Virtual Reality devices are opening a new universe of possibilities for hardware makers and application developers. However, these opportunities may lead to new and still unexplored liabilities. In particular, the increasing prevalence of head-mounted displays, which often obstruct completely the user’s vision, may lead to increased risks of personal injury and property damages. A typical concern is that of collateral damage: for example, what happens when an user punches a bystander while playing a game?
When an user or a bystander suffers real damage as a result of the use of a virtual reality device, numerous actors may be liable, and in particular application developers and hardware makers. In addition, users or bystanders suffering damage as a result of actions induced by a virtual reality game may consider a number of legal doctrines to recover from their damages: they can sue on the basis of strict liability for products defects, but also bring claims of negligence, breach of warranties, or breach of more specific regulations (for example, consumer protections acts).

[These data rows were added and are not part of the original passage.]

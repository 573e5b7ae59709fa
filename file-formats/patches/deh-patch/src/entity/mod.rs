//! Entity value records edited by a patch context
//!
//! Every record is a plain value: the baseline owns one copy per index, the
//! context owns a shadow copy once an index is touched, and the writer diffs
//! the two through [`DehObject::write_object`].

use std::fmt;
use std::io::{self, Write};

use crate::feature::FeatureLevel;

pub mod ammo;
pub mod custom;
pub mod labels;
pub mod misc;
pub mod pointer;
pub mod sound;
pub mod state;
pub mod thing;
pub mod weapon;

pub use ammo::DehAmmo;
pub use custom::{CustomBitflag, CustomProperty, CustomValue, CustomValues, ValueType};
pub use labels::StateLabels;
pub use misc::DehMiscellany;
pub use pointer::DehActionPointer;
pub use sound::DehSound;
pub use state::DehState;
pub use thing::DehThing;
pub use weapon::DehWeapon;

/// Line terminator of the DeHackEd format
pub const CRLF: &str = "\r\n";

/// Kinds of entity tables
#[derive(Debug, Clone, Copy, PartialEq, Eq, PartialOrd, Ord, Hash)]
#[cfg_attr(feature = "serde", derive(serde::Serialize, serde::Deserialize))]
#[cfg_attr(feature = "serde", serde(rename_all = "lowercase"))]
pub enum EntityKind {
    /// Monster, projectile or decoration
    Thing,
    /// Player weapon
    Weapon,
    /// Ammo type
    Ammo,
    /// Sound effect
    Sound,
    /// Animation state (frame)
    State,
    /// Miscellaneous engine values
    Misc,
}

impl fmt::Display for EntityKind {
    fn fmt(&self, f: &mut fmt::Formatter<'_>) -> fmt::Result {
        match self {
            EntityKind::Thing => write!(f, "Thing"),
            EntityKind::Weapon => write!(f, "Weapon"),
            EntityKind::Ammo => write!(f, "Ammo"),
            EntityKind::Sound => write!(f, "Sound"),
            EntityKind::State => write!(f, "State"),
            EntityKind::Misc => write!(f, "Misc"),
        }
    }
}

/// Common behaviour of all patchable entity records
pub trait DehObject: Clone + PartialEq + fmt::Debug {
    /// Table this record lives in
    const KIND: EntityKind;

    /// Replace every field with the fields of `source`
    fn copy_from(&mut self, source: &Self) {
        self.clone_from(source);
    }

    /// Whether the record must be written even when equal to its baseline
    fn is_force_output(&self) -> bool;

    /// Set the sticky force-output flag
    fn set_force_output(&mut self, force: bool);

    /// User-defined property values carried by this record
    fn custom_values(&self) -> &CustomValues;

    /// Mutable access to the user-defined property values
    fn custom_values_mut(&mut self) -> &mut CustomValues;

    /// Whether any user-defined property value is set
    fn has_custom_properties(&self) -> bool {
        !self.custom_values().is_empty()
    }

    /// Whether the record carries editor keys
    fn has_editor_keys(&self) -> bool {
        false
    }

    /// Write the body lines that differ from `original`, gated by `level`
    fn write_object<W: Write + ?Sized>(
        &self,
        out: &mut W,
        original: &Self,
        level: FeatureLevel,
    ) -> io::Result<()>;
}

/// Write one `Key = value` body line
pub(crate) fn write_field<W: Write + ?Sized>(
    out: &mut W,
    key: &str,
    value: impl fmt::Display,
) -> io::Result<()> {
    write!(out, "{key} = {value}{CRLF}")
}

Application developers are the most exposed actors. Even though softwares are fundamentally intangible, their intangible nature does not necessarily relieve their developers from any real-world liability: on a forum dedicated to Oculus Rift games, one can read the developers calling the users to be careful, since “lots of people try to support themselves on the crates when they try to stand up or when leaning up against a column, but find there is nothing there!”… but are such warnings sufficient?
Virtual reality devices may also lead to claims against hardware makers. First, unsatisfied users may try to sue hardware makers by claiming that their product is defective and dangerous, as some users of Nintendo’s Wii controller did when the strap securing the Wii remote broke while they were mimicking sports movements in front of their television screen. A clear problem in such a scenario is whether a virtual reality device could be deemed defective where, for example, the user is unable to see her surroundings, and how hardware users may be able to avoid liability. A second problem might arise out of the hardware maker’s control over the developers actions. Virtual reality devices typically function as platforms for game developers, with the hardware maker exerting some degree of control on the distribution of the developers’ work on its platform. As a result, harware developers might also be confronted with claims based on the way they exerted this control if they were to distribute a game that could potentially induce injuries.
In sum, virtual reality platforms may lead to compound responsibilities. Since neither the hardware makers nor the application developers have complete control over the user’s experience, a feature may rapidly morph into a source of liability. In the second and third installment of “Collateral Damage”, we will explore steps that both hardware makers and application developers can take to limit the legal risks associated with virtual reality devices.